- What is required: The expected response is the entire set of entries, copied exactly.

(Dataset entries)
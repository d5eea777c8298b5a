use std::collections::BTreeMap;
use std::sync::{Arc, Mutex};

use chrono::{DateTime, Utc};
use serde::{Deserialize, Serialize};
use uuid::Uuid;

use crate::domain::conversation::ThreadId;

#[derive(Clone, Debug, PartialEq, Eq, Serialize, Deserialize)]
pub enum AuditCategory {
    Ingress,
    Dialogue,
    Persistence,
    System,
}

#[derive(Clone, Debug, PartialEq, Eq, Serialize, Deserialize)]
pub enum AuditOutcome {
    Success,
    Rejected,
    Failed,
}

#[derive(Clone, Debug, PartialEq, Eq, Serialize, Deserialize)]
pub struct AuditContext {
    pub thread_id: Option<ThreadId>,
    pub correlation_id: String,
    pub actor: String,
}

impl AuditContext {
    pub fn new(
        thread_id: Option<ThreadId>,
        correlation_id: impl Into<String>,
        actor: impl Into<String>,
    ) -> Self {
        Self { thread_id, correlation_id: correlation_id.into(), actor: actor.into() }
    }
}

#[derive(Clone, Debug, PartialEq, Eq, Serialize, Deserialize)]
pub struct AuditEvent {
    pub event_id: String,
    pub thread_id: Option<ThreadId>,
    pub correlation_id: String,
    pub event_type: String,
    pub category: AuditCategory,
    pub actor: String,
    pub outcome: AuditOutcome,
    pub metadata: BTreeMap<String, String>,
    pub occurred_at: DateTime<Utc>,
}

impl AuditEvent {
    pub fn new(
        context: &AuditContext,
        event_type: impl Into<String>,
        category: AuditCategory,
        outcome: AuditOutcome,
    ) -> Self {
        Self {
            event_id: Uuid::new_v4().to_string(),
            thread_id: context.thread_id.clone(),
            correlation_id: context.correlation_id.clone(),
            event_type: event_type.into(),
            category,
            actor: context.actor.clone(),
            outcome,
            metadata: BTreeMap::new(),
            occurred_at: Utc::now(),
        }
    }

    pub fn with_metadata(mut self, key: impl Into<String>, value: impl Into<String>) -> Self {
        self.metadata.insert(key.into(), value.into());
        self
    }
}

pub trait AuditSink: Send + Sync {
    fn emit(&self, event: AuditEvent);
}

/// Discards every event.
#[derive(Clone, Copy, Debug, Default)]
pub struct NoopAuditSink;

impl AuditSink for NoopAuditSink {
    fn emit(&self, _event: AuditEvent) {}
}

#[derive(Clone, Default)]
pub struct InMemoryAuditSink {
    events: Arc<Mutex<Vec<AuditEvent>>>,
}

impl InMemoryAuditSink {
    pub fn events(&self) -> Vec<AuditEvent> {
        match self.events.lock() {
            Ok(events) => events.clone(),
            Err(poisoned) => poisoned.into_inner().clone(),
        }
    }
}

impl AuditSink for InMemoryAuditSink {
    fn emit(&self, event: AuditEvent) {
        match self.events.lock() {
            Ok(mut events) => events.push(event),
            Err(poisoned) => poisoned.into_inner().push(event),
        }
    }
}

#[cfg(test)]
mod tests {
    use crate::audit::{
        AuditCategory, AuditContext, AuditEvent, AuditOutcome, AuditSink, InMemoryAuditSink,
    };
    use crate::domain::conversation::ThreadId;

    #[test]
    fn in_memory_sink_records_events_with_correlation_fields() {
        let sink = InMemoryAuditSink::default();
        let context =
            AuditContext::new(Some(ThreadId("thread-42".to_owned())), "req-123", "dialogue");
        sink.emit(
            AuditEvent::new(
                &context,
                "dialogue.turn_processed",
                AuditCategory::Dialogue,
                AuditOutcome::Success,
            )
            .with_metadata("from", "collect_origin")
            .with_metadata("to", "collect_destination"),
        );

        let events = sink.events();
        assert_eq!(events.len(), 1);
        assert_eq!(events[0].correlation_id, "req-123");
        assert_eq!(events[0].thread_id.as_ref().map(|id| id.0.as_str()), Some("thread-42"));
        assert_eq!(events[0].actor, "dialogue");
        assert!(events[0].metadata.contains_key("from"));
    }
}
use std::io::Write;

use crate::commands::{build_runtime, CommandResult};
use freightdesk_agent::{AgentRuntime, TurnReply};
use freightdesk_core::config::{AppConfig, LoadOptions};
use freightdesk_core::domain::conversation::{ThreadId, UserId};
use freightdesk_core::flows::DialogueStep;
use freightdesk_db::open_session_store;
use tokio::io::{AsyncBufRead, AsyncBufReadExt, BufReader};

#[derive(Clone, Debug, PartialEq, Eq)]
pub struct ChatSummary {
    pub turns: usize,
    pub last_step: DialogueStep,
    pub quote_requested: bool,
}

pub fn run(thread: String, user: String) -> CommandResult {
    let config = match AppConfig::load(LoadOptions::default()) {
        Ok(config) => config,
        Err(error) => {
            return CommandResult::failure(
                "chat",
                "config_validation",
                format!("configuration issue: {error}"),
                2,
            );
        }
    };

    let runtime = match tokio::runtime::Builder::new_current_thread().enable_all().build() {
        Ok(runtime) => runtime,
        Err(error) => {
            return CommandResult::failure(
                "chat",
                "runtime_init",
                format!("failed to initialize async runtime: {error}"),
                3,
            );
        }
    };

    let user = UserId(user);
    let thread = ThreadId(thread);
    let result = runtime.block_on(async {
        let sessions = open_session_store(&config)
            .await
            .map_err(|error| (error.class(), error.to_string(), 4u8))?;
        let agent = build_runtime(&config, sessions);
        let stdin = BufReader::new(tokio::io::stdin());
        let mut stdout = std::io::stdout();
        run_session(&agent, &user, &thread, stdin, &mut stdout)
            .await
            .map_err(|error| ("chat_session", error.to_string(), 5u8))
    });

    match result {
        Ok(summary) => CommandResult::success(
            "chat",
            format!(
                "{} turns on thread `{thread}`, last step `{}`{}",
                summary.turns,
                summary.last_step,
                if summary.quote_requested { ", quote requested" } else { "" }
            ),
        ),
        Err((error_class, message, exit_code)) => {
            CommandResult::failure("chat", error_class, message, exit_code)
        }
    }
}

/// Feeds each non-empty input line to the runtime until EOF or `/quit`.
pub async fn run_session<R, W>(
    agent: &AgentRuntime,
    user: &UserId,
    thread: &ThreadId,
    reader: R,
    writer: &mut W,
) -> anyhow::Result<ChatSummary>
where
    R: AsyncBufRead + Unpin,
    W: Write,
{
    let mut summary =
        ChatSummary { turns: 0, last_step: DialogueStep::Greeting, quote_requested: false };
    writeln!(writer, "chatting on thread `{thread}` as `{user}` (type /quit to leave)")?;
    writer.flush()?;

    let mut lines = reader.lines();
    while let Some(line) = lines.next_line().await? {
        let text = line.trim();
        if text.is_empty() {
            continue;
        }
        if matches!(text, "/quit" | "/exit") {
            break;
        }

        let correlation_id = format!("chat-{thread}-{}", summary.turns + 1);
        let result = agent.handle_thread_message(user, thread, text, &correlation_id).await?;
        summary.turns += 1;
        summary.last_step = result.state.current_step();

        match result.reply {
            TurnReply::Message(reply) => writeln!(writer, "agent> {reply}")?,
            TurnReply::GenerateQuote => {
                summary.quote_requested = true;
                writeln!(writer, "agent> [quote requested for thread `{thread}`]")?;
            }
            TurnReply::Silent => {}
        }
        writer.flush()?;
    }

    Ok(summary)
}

- Answer box:
repository d5eea777c8298b5a
use std::collections::BTreeMap;
use std::sync::{Arc, Mutex};

use chrono::{DateTime, Utc};
use serde::{Deserialize, Serialize};
use uuid::Uuid;

use crate::domain::conversation::ThreadId;

#[derive(Clone, Debug, PartialEq, Eq, Serialize, Deserialize)]
pub enum AuditCategory {
    Ingress,
    Dialogue,
    Persistence,
    System,
}

#[derive(Clone, Debug, PartialEq, Eq, Serialize, Deserialize)]
pub enum AuditOutcome {
    Success,
    Rejected,
    Failed,
}

#[derive(Clone, Debug, PartialEq, Eq, Serialize, Deserialize)]
pub struct AuditContext {
    pub thread_id: Option<ThreadId>,
    pub correlation_id: String,
    pub actor: String,
}

impl AuditContext {
    pub fn new(
        thread_id: Option<ThreadId>,
        correlation_id: impl Into<String>,
        actor: impl Into<String>,
    ) -> Self {
        Self { thread_id, correlation_id: correlation_id.into(), actor: actor.into() }
    }
}

#[derive(Clone, Debug, PartialEq, Eq, Serialize, Deserialize)]
pub struct AuditEvent {
    pub event_id: String,
    pub thread_id: Option<ThreadId>,
    pub correlation_id: String,
    pub event_type: String,
    pub category: AuditCategory,
    pub actor: String,
    pub outcome: AuditOutcome,
    pub metadata: BTreeMap<String, String>,
    pub occurred_at: DateTime<Utc>,
}

impl AuditEvent {
    pub fn new(
        context: &AuditContext,
        event_type: impl Into<String>,
        category: AuditCategory,
        outcome: AuditOutcome,
    ) -> Self {
        Self {
            event_id: Uuid::new_v4().to_string(),
            thread_id: context.thread_id.clone(),
            correlation_id: context.correlation_id.clone(),
            event_type: event_type.into(),
            category,
            actor: context.actor.clone(),
            outcome,
            metadata: BTreeMap::new(),
            occurred_at: Utc::now(),
        }
    }

    pub fn with_metadata(mut self, key: impl Into<String>, value: impl Into<String>) -> Self {
        self.metadata.insert(key.into(), value.into());
        self
    }
}

pub trait AuditSink: Send + Sync {
    fn emit(&self, event: AuditEvent);
}

/// Discards every event.
#[derive(Clone, Copy, Debug, Default)]
pub struct NoopAuditSink;

impl AuditSink for NoopAuditSink {
    fn emit(&self, _event: AuditEvent) {}
}

#[derive(Clone, Default)]
pub struct InMemoryAuditSink {
    events: Arc<Mutex<Vec<AuditEvent>>>,
}

impl InMemoryAuditSink {
    pub fn events(&self) -> Vec<AuditEvent> {
        match self.events.lock() {
            Ok(events) => events.clone(),
            Err(poisoned) => poisoned.into_inner().clone(),
        }
    }
}

impl AuditSink for InMemoryAuditSink {
    fn emit(&self, event: AuditEvent) {
        match self.events.lock() {
            Ok(mut events) => events.push(event),
            Err(poisoned) => poisoned.into_inner().push(event),
        }
    }
}

#[cfg(test)]
mod tests {
    use crate::audit::{
        AuditCategory, AuditContext, AuditEvent, AuditOutcome, AuditSink, InMemoryAuditSink,
    };
    use crate::domain::conversation::ThreadId;

    #[test]
    fn in_memory_sink_records_events_with_correlation_fields() {
        let sink = InMemoryAuditSink::default();
        let context =
            AuditContext::new(Some(ThreadId("thread-42".to_owned())), "req-123", "dialogue");
        sink.emit(
            AuditEvent::new(
                &context,
                "dialogue.turn_processed",
                AuditCategory::Dialogue,
                AuditOutcome::Success,
            )
            .with_metadata("from", "collect_origin")
            .with_metadata("to", "collect_destination"),
        );

        let events = sink.events();
        assert_eq!(events.len(), 1);
        assert_eq!(events[0].correlation_id, "req-123");
        assert_eq!(events[0].thread_id.as_ref().map(|id| id.0.as_str()), Some("thread-42"));
        assert_eq!(events[0].actor, "dialogue");
        assert!(events[0].metadata.contains_key("from"));
    }
}
use std::io::Write;

use crate::commands::{build_runtime, CommandResult};
use freightdesk_agent::{AgentRuntime, TurnReply};
use freightdesk_core::config::{AppConfig, LoadOptions};
use freightdesk_core::domain::conversation::{ThreadId, UserId};
use freightdesk_core::flows::DialogueStep;
use freightdesk_db::open_session_store;
use tokio::io::{AsyncBufRead, AsyncBufReadExt, BufReader};

#[derive(Clone, Debug, PartialEq, Eq)]
pub struct ChatSummary {
    pub turns: usize,
    pub last_step: DialogueStep,
    pub quote_requested: bool,
}

pub fn run(thread: String, user: String) -> CommandResult {
    let config = match AppConfig::load(LoadOptions::default()) {
        Ok(config) => config,
        Err(error) => {
            return CommandResult::failure(
                "chat",
                "config_validation",
                format!("configuration issue: {error}"),
                2,
            );
        }
    };

    let runtime = match tokio::runtime::Builder::new_current_thread().enable_all().build() {
        Ok(runtime) => runtime,
        Err(error) => {
            return CommandResult::failure(
                "chat",
                "runtime_init",
                format!("failed to initialize async runtime: {error}"),
                3,
            );
        }
    };

    let user = UserId(user);
    let thread = ThreadId(thread);
    let result = runtime.block_on(async {
        let sessions = open_session_store(&config)
            .await
            .map_err(|error| (error.class(), error.to_string(), 4u8))?;
        let agent = build_runtime(&config, sessions);
        let stdin = BufReader::new(tokio::io::stdin());
        let mut stdout = std::io::stdout();
        run_session(&agent, &user, &thread, stdin, &mut stdout)
            .await
            .map_err(|error| ("chat_session", error.to_string(), 5u8))
    });

    match result {
        Ok(summary) => CommandResult::success(
            "chat",
            format!(
                "{} turns on thread `{thread}`, last step `{}`{}",
                summary.turns,
                summary.last_step,
                if summary.quote_requested { ", quote requested" } else { "" }
            ),
        ),
        Err((error_class, message, exit_code)) => {
            CommandResult::failure("chat", error_class, message, exit_code)
        }
    }
}

/// Feeds each non-empty input line to the runtime until EOF or `/quit`.
pub async fn run_session<R, W>(
    agent: &AgentRuntime,
    user: &UserId,
    thread: &ThreadId,
    reader: R,
    writer: &mut W,
) -> anyhow::Result<ChatSummary>
where
    R: AsyncBufRead + Unpin,
    W: Write,
{
    let mut summary =
        ChatSummary { turns: 0, last_step: DialogueStep::Greeting, quote_requested: false };
    writeln!(writer, "chatting on thread `{thread}` as `{user}` (type /quit to leave)")?;
    writer.flush()?;

    let mut lines = reader.lines();
    while let Some(line) = lines.next_line().await? {
        let text = line.trim();
        if text.is_empty() {
            continue;
        }
        if matches!(text, "/quit" | "/exit") {
            break;
        }

        let correlation_id = format!("chat-{thread}-{}", summary.turns + 1);
        let result = agent.handle_thread_message(user, thread, text, &correlation_id).await?;
        summary.turns += 1;
        summary.last_step = result.state.current_step();

        match result.reply {
            TurnReply::Message(reply) => writeln!(writer, "agent> {reply}")?,
            TurnReply::GenerateQuote => {
                summary.quote_requested = true;
                writeln!(writer, "agent> [quote requested for thread `{thread}`]")?;
            }
            TurnReply::Silent => {}
        }
        writer.flush()?;
    }

    Ok(summary)
}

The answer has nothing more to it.